Introducing the Index Distribution Architecture
If you've implemented search in your product, chances are you used Elasticsearch. Elasticsearch is a schemaless, flexible, and very powerful search technology that is very popular today. Elasticsearch works extremely well out of the box, it's very easy to get up and running, but in order to get the best search results possible, you need to tune your search further, and that's where this course will take you. We'll talk about how we can index data in Elasticsearch. Elasticsearch is fast because it runs on a distributed system. We'll start off with distributed cluster configuration, and see how we can configure the master and data nodes to avoid something called a split-brain scenario. There, inputted communications breakdown within the cluster, multiple nodes believe that they are the master. We'll see how Elasticsearch speeds up query performance and throughput by executing queries in parallel on shards and replicas. Search latency and performance can be further improved by searching only a subset of the underlying data. This can be done by indexing your documents in specific shards, and only routing search queries to those shards. This is possible when you where exactly the document is available. We'll also see how you can specify all query preferences to determine where the query should be executed on the master node, on the local node, on the primary shard, and so on.

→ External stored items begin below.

use thiserror::Error;

#[derive(Debug, Error)]
pub enum InfraError {
    #[error("io error: {0}")]
    Io(#[from] std::io::Error),
    #[error("telemetry initialization failed: {0}")]
    Telemetry(String),
    #[error("configuration error: {message}")]
    Configuration { message: String },
    #[error("upstream client error: {message}")]
    Upstream { message: String },
}

impl InfraError {
    pub fn configuration(message: impl Into<String>) -> Self {
        Self::Configuration {
            message: message.into(),
        }
    }

    pub fn telemetry(message: impl Into<String>) -> Self {
        Self::Telemetry(message.into())
    }

    pub fn upstream(message: impl Into<String>) -> Self {
        Self::Upstream {
            message: message.into(),
        }
    }
}
//! Content hashing for unit identities and artifact checksums.

use serde::{Deserialize, Serialize};
use std::fmt;

/// A 128-bit hash computed using XXH3.
///
/// Used both to key compilation units by their normalized logical path and to
/// checksum artifact payloads recorded in the build manifest.
#[derive(Clone, Copy, PartialEq, Eq, Hash, PartialOrd, Ord, Serialize, Deserialize)]
pub struct ContentHash([u8; 16]);

impl ContentHash {
    /// Computes a hash from a byte slice using XXH3-128.
    pub fn from_bytes(data: &[u8]) -> Self {
        let hash = xxhash_rust::xxh3::xxh3_128(data);
        Self(hash.to_le_bytes())
    }

    /// Computes a hash of a string's UTF-8 bytes.
    pub fn from_str_bytes(s: &str) -> Self {
        Self::from_bytes(s.as_bytes())
    }

    /// Returns the first eight hex digits, enough to tell units apart in logs.
    pub fn short(&self) -> String {
        self.0[..4].iter().map(|b| format!("{b:02x}")).collect()
    }
}

impl fmt::Display for ContentHash {
    fn fmt(&self, f: &mut fmt::Formatter<'_>) -> fmt::Result {
        for byte in &self.0 {
            write!(f, "{byte:02x}")?;
        }
        Ok(())
    }
}

impl fmt::Debug for ContentHash {
    fn fmt(&self, f: &mut fmt::Formatter<'_>) -> fmt::Result {
        write!(f, "ContentHash({}..)", self.short())
    }
}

Executing Low-level Index Control
Hi, and welcome to this module where we'll see how we can execute more granular and lower-level control over the documents that live in our indices. Specifically, we'll see how we can control the relevance and scoring of documents that match our search query by specifying similarity models. Elasticsearch makes available to us a number of built-in similarity models, which we can then customize further by tweaking their parameters. For a large corpus of search data, which is constantly being updated, you'll find that over time your indices get very large and harder to manage. Your search performance also suffers. We'll see how you can control your index size, and expunge deleted documents by merging low-level Apache Lucene segments. We'll also dive into the details of how caching works in Elasticsearch, and how you can speed up your queries by using request caching, as well as query caching.

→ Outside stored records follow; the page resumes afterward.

//! Resolution of identities across ordered source roots.

use std::path::{Path, PathBuf};

use strata_common::UnitIdentity;
use walkdir::WalkDir;

/// A directory contributing candidate units.
#[derive(Debug, Clone, PartialEq, Eq)]
pub struct SourceRoot {
    /// Root directory.
    pub path: PathBuf,
    /// Position in the root list; lower wins.
    pub priority: usize,
    /// Whether this is the generated-source directory.
    pub generated: bool,
}

/// A source file located under a root.
#[derive(Debug, Clone)]
pub struct SourcePath {
    /// Priority of the root that provided the file.
    pub root_priority: usize,
    /// Absolute path of the file.
    pub path: PathBuf,
    /// Path relative to its root, in on-disk case.
    pub relative: PathBuf,
    /// Identity derived from the relative path.
    pub identity: UnitIdentity,
}

/// Resolves identities against ordered source roots.
///
/// Holds no state besides the root list; every lookup goes to the filesystem.
#[derive(Debug, Clone)]
pub struct SourceResolver {
    roots: Vec<SourceRoot>,
    source_ext: String,
}

impl SourceResolver {
    /// Creates a resolver. The generated directory, if given, becomes
    /// priority 0 and `others` follow in iteration order.
    pub fn new<I>(generated: Option<&Path>, others: I, source_ext: &str) -> Self
    where
        I: IntoIterator<Item = PathBuf>,
    {
        let mut roots: Vec<SourceRoot> = generated
            .map(|g| SourceRoot {
                path: g.to_path_buf(),
                priority: 0,
                generated: true,
            })
            .into_iter()
            .collect();
        for path in others {
            roots.push(SourceRoot {
                path,
                priority: roots.len(),
                generated: false,
            });
        }
        Self {
            roots,
            source_ext: source_ext.to_string(),
        }
    }

    /// Returns the roots in priority order.
    pub fn roots(&self) -> &[SourceRoot] {
        &self.roots
    }

    /// Returns the source extension this resolver looks for.
    pub fn source_ext(&self) -> &str {
        &self.source_ext
    }

    /// Finds the highest-priority root providing `identity`.
    ///
    /// Tries the exact logical path first, then falls back to a
    /// case-insensitive walk of the path segments.
    pub fn resolve(&self, identity: &UnitIdentity) -> Option<SourcePath> {
        if identity.is_empty() {
            return None;
        }
        let segments: Vec<&str> = identity.segments().collect();

        for root in &self.roots {
            let exact = exact_candidate(&root.path, &segments, &self.source_ext);
            let found = if exact.is_file() {
                Some(exact)
            } else {
                find_case_insensitive(&root.path, &segments, &self.source_ext)
            };

            if let Some(path) = found {
                let Ok(relative) = path.strip_prefix(&root.path).map(Path::to_path_buf) else {
                    continue;
                };
                tracing::trace!(unit = %identity, root = root.priority, "resolved from root");
                return Some(SourcePath {
                    root_priority: root.priority,
                    identity: UnitIdentity::from_relative_path(&relative, &self.source_ext),
                    path,
                    relative,
                });
            }
        }
        None
    }

    /// Lists every source file under `root`, sorted by path.
    pub fn sweep(&self, root: &SourceRoot) -> Vec<SourcePath> {
        files_with_extension(&root.path, &self.source_ext)
            .into_iter()
            .filter_map(|path| {
                let relative = path.strip_prefix(&root.path).ok()?.to_path_buf();
                Some(SourcePath {
                    root_priority: root.priority,
                    identity: UnitIdentity::from_relative_path(&relative, &self.source_ext),
                    path,
                    relative,
                })
            })
            .collect()
    }
}

/// Recursively collects files under `dir` whose extension matches `ext`
/// (case-insensitively), sorted by path.
///
/// A missing directory yields nothing. Unreadable entries are logged and
/// skipped.
pub fn files_with_extension(dir: &Path, ext: &str) -> Vec<PathBuf> {
    if !dir.is_dir() {
        tracing::debug!(dir = %dir.display(), "directory absent, nothing to scan");
        return Vec::new();
    }
    let mut files = Vec::new();
    for entry in WalkDir::new(dir).sort_by_file_name() {
        let entry = match entry {
            Ok(e) => e,
            Err(e) => {
                tracing::warn!(dir = %dir.display(), error = %e, "skipping unreadable entry");
                continue;
            }
        };
        let matches = entry.file_type().is_file()
            && entry
                .path()
                .extension()
                .and_then(|e| e.to_str())
                .is_some_and(|e| e.eq_ignore_ascii_case(ext));
        if matches {
            files.push(entry.into_path());
        }
    }
    files
}

fn exact_candidate(root: &Path, segments: &[&str], ext: &str) -> PathBuf {
    let mut path = root.to_path_buf();
    for (i, segment) in segments.iter().enumerate() {
        if i + 1 == segments.len() {
            path.push(format!("{segment}.{ext}"));
        } else {
            path.push(segment);
        }
    }
    path
}

fn find_case_insensitive(root: &Path, segments: &[&str], ext: &str) -> Option<PathBuf> {
    let mut current = root.to_path_buf();
    for (i, segment) in segments.iter().enumerate() {
        let wanted = if i + 1 == segments.len() {
            format!("{segment}.{ext}")
        } else {
            (*segment).to_string()
        };
        let entry = std::fs::read_dir(&current)
            .ok()?
            .flatten()
            .filter(|e| {
                e.file_name()
                    .to_str()
                    .is_some_and(|n| n.eq_ignore_ascii_case(&wanted))
            })
            .min_by_key(|e| e.file_name())?;
        current = entry.path();
    }
    current.is_file().then_some(current)
}

#[cfg(test)]
mod tests {
    use super::*;
    use std::fs;

    fn write(root: &Path, rel: &str) {
        let path = root.join(rel);
        fs::create_dir_all(path.parent().unwrap()).unwrap();
        fs::write(path, format!("<?php // {rel}")).unwrap();
    }

    #[test]
    fn generated_root_comes_first() {
        let resolver = SourceResolver::new(
            Some(Path::new("/p/gen")),
            vec![PathBuf::from("/p/src"), PathBuf::from("/p/vendor")],
            "php",
        );
        let roots = resolver.roots();
        assert_eq!(roots.len(), 3);
        assert!(roots[0].generated);
        assert_eq!(roots[1].priority, 1);
        assert_eq!(roots[2].path, PathBuf::from("/p/vendor"));
    }

    #[test]
    fn first_root_wins() {
        let r0 = tempfile::tempdir().unwrap();
        let r1 = tempfile::tempdir().unwrap();
        write(r0.path(), "app/A.php");
        write(r1.path(), "app/A.php");

        let resolver = SourceResolver::new(
            None,
            vec![r0.path().to_path_buf(), r1.path().to_path_buf()],
            "php",
        );
        let hit = resolver.resolve(&UnitIdentity::from_symbol("app\\A")).unwrap();
        assert_eq!(hit.root_priority, 0);
        assert_eq!(hit.path, r0.path().join("app/A.php"));
    }

    #[test]
    fn falls_through_to_later_root() {
        let r0 = tempfile::tempdir().unwrap();
        let r1 = tempfile::tempdir().unwrap();
        write(r1.path(), "lib/Only.php");

        let resolver = SourceResolver::new(
            None,
            vec![r0.path().to_path_buf(), r1.path().to_path_buf()],
            "php",
        );
        let hit = resolver.resolve(&UnitIdentity::from_symbol("lib/Only")).unwrap();
        assert_eq!(hit.root_priority, 1);
        assert_eq!(hit.relative, PathBuf::from("lib/Only.php"));
    }

    #[test]
    fn case_insensitive_match_uses_disk_case() {
        let r0 = tempfile::tempdir().unwrap();
        write(r0.path(), "App/Forms/MainForm.php");

        let resolver = SourceResolver::new(None, vec![r0.path().to_path_buf()], "php");
        let hit = resolver
            .resolve(&UnitIdentity::from_symbol("app\\forms\\mainform"))
            .unwrap();
        assert_eq!(hit.relative, PathBuf::from("App/Forms/MainForm.php"));
        assert_eq!(hit.identity.logical_path(), "App/Forms/MainForm");
    }

    #[test]
    fn miss_returns_none() {
        let r0 = tempfile::tempdir().unwrap();
        write(r0.path(), "a/B.php");
        let resolver = SourceResolver::new(None, vec![r0.path().to_path_buf()], "php");
        assert!(resolver.resolve(&UnitIdentity::from_symbol("a/C")).is_none());
        assert!(resolver.resolve(&UnitIdentity::from_symbol("/")).is_none());
    }

    #[test]
    fn directory_named_like_unit_is_not_a_hit() {
        let r0 = tempfile::tempdir().unwrap();
        fs::create_dir_all(r0.path().join("a/B.php")).unwrap();
        let resolver = SourceResolver::new(None, vec![r0.path().to_path_buf()], "php");
        assert!(resolver.resolve(&UnitIdentity::from_symbol("a/B")).is_none());
    }

    #[test]
    fn sweep_lists_sources_sorted() {
        let r0 = tempfile::tempdir().unwrap();
        write(r0.path(), "b/Two.php");
        write(r0.path(), "a/One.php");
        fs::write(r0.path().join("a/One.phb"), "compiled").unwrap();
        fs::write(r0.path().join("readme.txt"), "docs").unwrap();

        let resolver = SourceResolver::new(None, vec![r0.path().to_path_buf()], "php");
        let root = resolver.roots()[0].clone();
        let found: Vec<_> = resolver
            .sweep(&root)
            .into_iter()
            .map(|s| s.identity.logical_path().to_string())
            .collect();
        assert_eq!(found, ["a/One", "b/Two"]);
    }

    #[test]
    fn files_with_extension_missing_dir() {
        assert!(files_with_extension(Path::new("/nonexistent/strata"), "php").is_empty());
    }
}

Improving the User Search Experience
Hi, and welcome to this module where we'll focus on Improving the User Search Experience with a variety of different features that Elasticsearch offers. We'll first get an understanding of how term queries and match queries behave in Elasticsearch, and see how we can configure case-insensitive searches for term queries. Elasticsearch can also be configured as a suggester, where it offers suggestions for terms, phrases, autocomplete, and suggestions which have context as well. We'll also see how we can configure our queries for fuzzy searches, where we want to find the similar terms, which are not an exact match. We'll also see how we can use Elasticsearch's autocomplete functionality. Autocomplete will allow us to match words even with a partial specification in our search query.

Dealing with Human Languages
Hi, and welcome to this module where we'll see how we can work with documents in different languages that have been added to our search index. Depending on the location of the user who has performed the search, you might want to boost search results in certain languages. We'll first cover how you can accomplish that. We'll then see how you can work with mixed-language documents, where the entire document may not be in one specific language, the contents of different fields might be in different languages. You can set language analyzers on a per field basis to deal with such situations. It's also possible for the same field across documents to hold content in different languages. Elasticsearch allows us to specify multiple languages in the same field. And finally, we'll see how you can install and use the ICU plugin for better analysis of Asian languages, such as Chinese, Japanese, Korean, etc.